Being the head of, or spokesman for, a representative body is never easy.
It is one of those “damn if you do, damn if you don’t” positions, where what you state is bound to please some and make others unhappy. This goes whether those doing the talking are in government, the private sector or non-governmental sector of the society.
But what happens when the people who are speaking out are representing similar constituencies of individuals, even if they differ in size? And is the solution to point fingers at the person on the other side, saying they are wrong and your position is the only one worthy of merit?
All of this comes to mind when we listen to and observe what appears to be a sense of discord between Government and the Barbados Hotel and Tourism Association.
The latest episode, which appears to have brought these apparent tensions to the fore is statements made at the BHTA’s recent annual general meeting, held at the Lloyd Erskine Sandiford Centre. At that event, which featured a speech by Leader of the Opposition Mia Mottley, BHTA president patricia Affonso-Dass pointed to recent tourism statistics, specifically long stay visitor arrivals, which suggested the tourism sector in Barbados was on a downward spiral.

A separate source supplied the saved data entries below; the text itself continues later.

use reqwest::Url;
use std::{net::SocketAddr, time::Duration};

use crate::application::ApplicationError;

const DEFAULT_BIND_ADDR: &str = "0.0.0.0:3000";
const DEFAULT_TIMEOUT_SECS: u64 = 10;
const DEFAULT_SESSION_TTL_SECS: u64 = 3600;

/// Runtime settings, read once at startup and passed down explicitly.
#[derive(Debug, Clone)]
pub struct PortalConfig {
    /// Base URL of the scheduling service, e.g. `https://escala.example.com/api/`.
    pub scheduling_api_url: Url,
    pub scheduling_timeout: Duration,
    /// When unset the portal keeps its data in memory.
    pub database_url: Option<String>,
    pub bind_addr: SocketAddr,
    pub session_ttl_secs: u64,
}

impl PortalConfig {
    pub fn from_env() -> Result<Self, ApplicationError> {
        Self::from_lookup(|key| std::env::var(key).ok())
    }

    pub fn from_lookup<F>(lookup: F) -> Result<Self, ApplicationError>
    where
        F: Fn(&str) -> Option<String>,
    {
        let raw_url = lookup("SCHEDULING_API_URL").ok_or_else(|| {
            ApplicationError::Configuration("SCHEDULING_API_URL is not set".into())
        })?;
        let scheduling_api_url = Url::parse(raw_url.trim()).map_err(|e| {
            ApplicationError::Configuration(format!("SCHEDULING_API_URL is invalid: {e}"))
        })?;
        if scheduling_api_url.cannot_be_a_base() {
            return Err(ApplicationError::Configuration(
                "SCHEDULING_API_URL must be an http(s) base URL".into(),
            ));
        }

        let timeout_secs = parse_or(&lookup, "SCHEDULING_API_TIMEOUT_SECS", DEFAULT_TIMEOUT_SECS)?;
        let session_ttl_secs = parse_or(&lookup, "SESSION_TTL_SECS", DEFAULT_SESSION_TTL_SECS)?;
        let bind_addr = lookup("PORTAL_BIND_ADDR")
            .unwrap_or_else(|| DEFAULT_BIND_ADDR.to_string())
            .parse::<SocketAddr>()
            .map_err(|e| ApplicationError::Configuration(format!("PORTAL_BIND_ADDR: {e}")))?;

        Ok(Self {
            scheduling_api_url,
            scheduling_timeout: Duration::from_secs(timeout_secs),
            database_url: lookup("DATABASE_URL").filter(|url| !url.trim().is_empty()),
            bind_addr,
            session_ttl_secs,
        })
    }
}

fn parse_or<F>(lookup: &F, key: &str, default: u64) -> Result<u64, ApplicationError>
where
    F: Fn(&str) -> Option<String>,
{
    match lookup(key) {
        None => Ok(default),
        Some(raw) => match raw.trim().parse::<u64>() {
            Ok(0) | Err(_) => Err(ApplicationError::Configuration(format!(
                "{key} must be a positive integer, got {raw:?}"
            ))),
            Ok(value) => Ok(value),
        },
    }
}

Noting at the time that tourism arrivals had decreased by about 6.9 per cent when compared to last year, she added: “And in 2012, far from attaining the magical figure of 600,000 long-stay visitors, we only managed to reach 537,640 visitors, down from 572,065 in 2011.”
BHTA Executive Vice president, Sue Springer, also listed her own concerns, including reduced airlift, decreased spending by visitors, and high operational costs.
As if on cue, then came Government Senator Reginald Hunte, who while speaking in the Upper House implied that the BHTA was a bunch of complainers, who were not doing much to help themselves. And now he has been followed by parliamentary Secretary in the Ministry of Tourism and International Transport, Senator Irene Sandiford-Garner, whose own words suggest the hoteliers and others in their grouping were being ungrateful.
Neither the BHTA nor Government is perfect and both deserve criticism where warranted. The two, as representatives of people, also have the right to speak out when they feel they are being misrepresented or wrongly blamed, or when they feel the need to show true representation.
Seemingly trying to crucify each other in public, however, solves nothing, especially when the sector they are both rooting for has been on the decline for some time. In this instance, both BHTA and Government are right, and in a sense both are wrong.
The BHTA is right that tourism has declined, and no amount of excuses by members of the current administration will change that. All they have to do is consult the Barbados Statistical Service and such agencies to get the proof. But we do feel that rather than simply pointing out problems, this key tourism interest group needs to advance more solutions.
Government also needs to be stop being so defensive whenever someone is critical of an aspect of their stewardship, and be more open to alternative views.
Right now it seems that the two are strenuously pulling on the same rope — in opposite directions — while incredulously hoping to reach the same goal, a more vibrant and sustainable tourism sector. And unfortunately that is a strategy which guarantees defeat.